Lorsque le géant Blubb a voulu agrandir son château, il a fait construire les murs et les tours jusqu'au bord de la rivière ce qui fermait la grande route, obligeant les gens à faire un détour par la colline ou à prendre un bateau le long de la rivière. Ce détour demandait beaucoup de temps et d'efforts, et représentait un grand problème pour tout le monde.


Tout le monde a du se soumettre à cette situation jusqu'à ce la venue du Géant Tom, dont je vais vous parler. Son vrai nom était Rolling Stone, car il ne restait jamais longtemps au même endroit et aimait voyager.

Ce joyeux compagnon était très bon enfant et populaire, mais aussi très paresseux. Sa mère l'encourageait souvent à apprendre un métier. Elle avait beaucoup de mal à garder quoi que ce soit dans son garde-manger quand il était à la maison. Il mesurait un mètre vingt au garrot et à chaque repas il mangeait de quoi nourrir trois gros hommes. Mais comme il pouvait faire le travail de six hommes, quand il en avait envie - ce qui était souvent le cas - il était toujours le bienvenu.

Un jour, alors que dix hommes essayaient de toutes leurs forces de soulever une grosse bûche pour la poser sur une charrette, et n'y parvenaient pas, Tom est arrivé et leur dit de reculer. Puis il a hissé l'arbre sur la charrette, l'a attaché en place et a dit au charretier de continuer sa route. Alors ils l'ont tous acclamé et l'un d'eux a lancé en l’air sa casquette achetée à Monmouth en criant :

_« Hourra pour le géant Tom. C'est le type qu’il nous faut pour battre le géant Blubb. »

_ « C'est vrai ! C'est vrai ! » ont-ils tous crié en chœur.

_ « Qui est ce géant Blubb ? Où habite-t-il ? » a demandé Tom.

Ils lui ont raconté comment le gros tyran avait ruiné la King's Highway, en construisant un grand mur et une tour en travers de la route, pour la fermer, au grand dam de nombreux honnêtes gens.

_ « Ne vous inquiétez pas, les gars. Je m'occuperai de son cas », dit Tom. « Laissez-moi m'occuper de cette affaire et surtout n’en parlez pas au roi. »

Le lendemain Tom s’est rendu en ville et s’est fait embaucher par un brasseur de bière pour conduire le chariot.
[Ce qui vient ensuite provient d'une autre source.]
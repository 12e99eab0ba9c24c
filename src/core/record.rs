use serde::{Deserialize, Serialize};

use crate::core::types::Orientation;

/// One sequence component of a TPF, e.g. `?  scaffold_1:1-1000  scaffold_1  PLUS`
#[derive(Debug, Clone, PartialEq, Eq, Serialize, Deserialize)]
pub struct Component {
    /// Accession column (usually `?`)
    pub accession: String,

    /// Sequence the region is drawn from (part of the region before `:`)
    pub sequence: String,

    /// 1-based inclusive start
    pub start: u64,

    /// 1-based inclusive end
    pub end: u64,

    /// Scaffold label column; rewritten as the component moves through curation
    pub scaffold: String,

    pub orientation: Orientation,

    /// 1-based line number in the input TPF
    #[serde(default)]
    pub line: usize,
}

impl Component {
    pub fn new(
        sequence: impl Into<String>,
        start: u64,
        end: u64,
        scaffold: impl Into<String>,
        orientation: Orientation,
    ) -> Self {
        Self {
            accession: "?".to_string(),
            sequence: sequence.into(),
            start,
            end,
            scaffold: scaffold.into(),
            orientation,
            line: 0,
        }
    }

    /// The region key `sequence:start-end`, which identifies a component
    pub fn region(&self) -> String {
        format!("{}:{}-{}", self.sequence, self.start, self.end)
    }

    /// Number of bases covered
    pub fn length(&self) -> u64 {
        self.end.saturating_sub(self.start) + 1
    }

    /// Copy of this component under a different scaffold label
    #[must_use]
    pub fn relabeled(&self, scaffold: impl Into<String>) -> Self {
        Self {
            scaffold: scaffold.into(),
            ..self.clone()
        }
    }
}

impl std::fmt::Display for Component {
    fn fmt(&self, f: &mut std::fmt::Formatter<'_>) -> std::fmt::Result {
        write!(
            f,
            "{}\t{}\t{}\t{}",
            self.accession,
            self.region(),
            self.scaffold,
            self.orientation
        )
    }
}

/// A gap line, e.g. `GAP  TYPE-2  200`
#[derive(Debug, Clone, PartialEq, Eq, Serialize, Deserialize)]
pub struct Gap {
    pub kind: String,
    pub size: u64,
}

impl Gap {
    pub fn new(kind: impl Into<String>, size: u64) -> Self {
        Self {
            kind: kind.into(),
            size,
        }
    }
}

impl std::fmt::Display for Gap {
    fn fmt(&self, f: &mut std::fmt::Formatter<'_>) -> std::fmt::Result {
        write!(f, "GAP\t{}\t{}", self.kind, self.size)
    }
}

/// A single TPF line
#[derive(Debug, Clone, PartialEq, Eq, Serialize, Deserialize)]
#[serde(rename_all = "snake_case")]
pub enum TpfRecord {
    Component(Component),
    Gap(Gap),
}

impl TpfRecord {
    pub fn is_gap(&self) -> bool {
        matches!(self, Self::Gap(_))
    }

    pub fn as_component(&self) -> Option<&Component> {
        match self {
            Self::Component(c) => Some(c),
            Self::Gap(_) => None,
        }
    }

    pub fn as_component_mut(&mut self) -> Option<&mut Component> {
        match self {
            Self::Component(c) => Some(c),
            Self::Gap(_) => None,
        }
    }
}

impl std::fmt::Display for TpfRecord {
    fn fmt(&self, f: &mut std::fmt::Formatter<'_>) -> std::fmt::Result {
        match self {
            Self::Component(c) => c.fmt(f),
            Self::Gap(g) => g.fmt(f),
        }
    }
}

/// Reverse a run of records and flip every component's orientation
pub fn reverse_complement(records: &[TpfRecord]) -> Vec<TpfRecord> {
    records
        .iter()
        .rev()
        .map(|record| match record {
            TpfRecord::Component(c) => TpfRecord::Component(Component {
                orientation: c.orientation.flipped(),
                ..c.clone()
            }),
            TpfRecord::Gap(g) => TpfRecord::Gap(g.clone()),
        })
        .collect()
}

/// Drop leading and trailing gaps and collapse runs of identical adjacent gaps
pub fn tidy_gaps(records: &mut Vec<TpfRecord>) {
    while records.first().is_some_and(TpfRecord::is_gap) {
        records.remove(0);
    }
    while records.last().is_some_and(TpfRecord::is_gap) {
        records.pop();
    }
    records.dedup_by(|b, a| a.is_gap() && a == b);
}

/// Total bases across the components of a run of records
pub fn total_length(records: &[TpfRecord]) -> u64 {
    records
        .iter()
        .filter_map(TpfRecord::as_component)
        .map(Component::length)
        .sum()
}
Puis il a demandé au patron de lui indiquer la route qui passait par le château du géant Blubb, sur l'ancienne route du roi.


Le maître de la brasserie avait deviné le projet de Tom. Il a cligné de l'œil et a dit :

_ "Allez-y, mon garçon. Je vous paierai le double de salaire si vous arrivez à rouvrir cette route .

Tom est parti. Il occupait toute la place sur le siège de la charrette, que deux hommes occupaient habituellement, et ne laissait pas beaucoup de place de chaque côté.


En faisant claquer son fouet, Tom a mis les quatre chevaux au galop, jusqu'à ce qu'il arrive devant la haute porte du géant Blubb.

Tom cria du plus profond de ses poumons :

_ "Ouvrez la porte et laissez-moi passer. C'est la route du Roi."

La seule réponse a été l'aboiement des chiens. Puis on a entendu un cliquetis de verrous, et les grandes portes se sont ouvertes toutes grandes.

_ "Qui es-tu, toi l'impudent ? Fais le tour de la colline, ou je te rosse", a grogné le géant Blubb, furieux.

_ "Tu ferais mieux d'économiser ton souffle pour refroidir ta bouillie, toi le grand vantard, et de sortir te battre", dit Tom.

_ "Se battre avec toi le pygmée ? Je vais juste prendre une matraque et te fouetter, comme je le ferais avec un petit garçon pas sage."

Alors le Géant Blubb est allé dans le bosquet voisin, tout en gardant un œil sur sa porte gardée par ses deux chiens monstrueux. Il a choisi un arbre de soixante mètre de haut, l'a arraché avec les racines, a arraché les branches et a épluché l’écorce pour en faire un fouet. Pendant ce temps, le Géant Tom a renversé le chariot, a pris l’essieu et une des roues. Puis, comme s'il était armé d'une lance et d'un bouclier, il s'est avancé vers le Géant Blubb en sifflotant.


Dans un accès de rage, le géant Blubb a levé sa crosse-arbre pour frapper, mais Tom a paré le coup avec son bouclier-roue. Puis il a frappé Blubb au ventre, avec l’essieu du chariot, si fort que le gros géant a glissé et a roulé dans la boue :

Se relevant, le géant Blubb, à moitié aveuglé par la rage, s’est précipité sur Tom, qui a planté l’essieu du chariot dans les entrailles de Blubb, et l’a renversé.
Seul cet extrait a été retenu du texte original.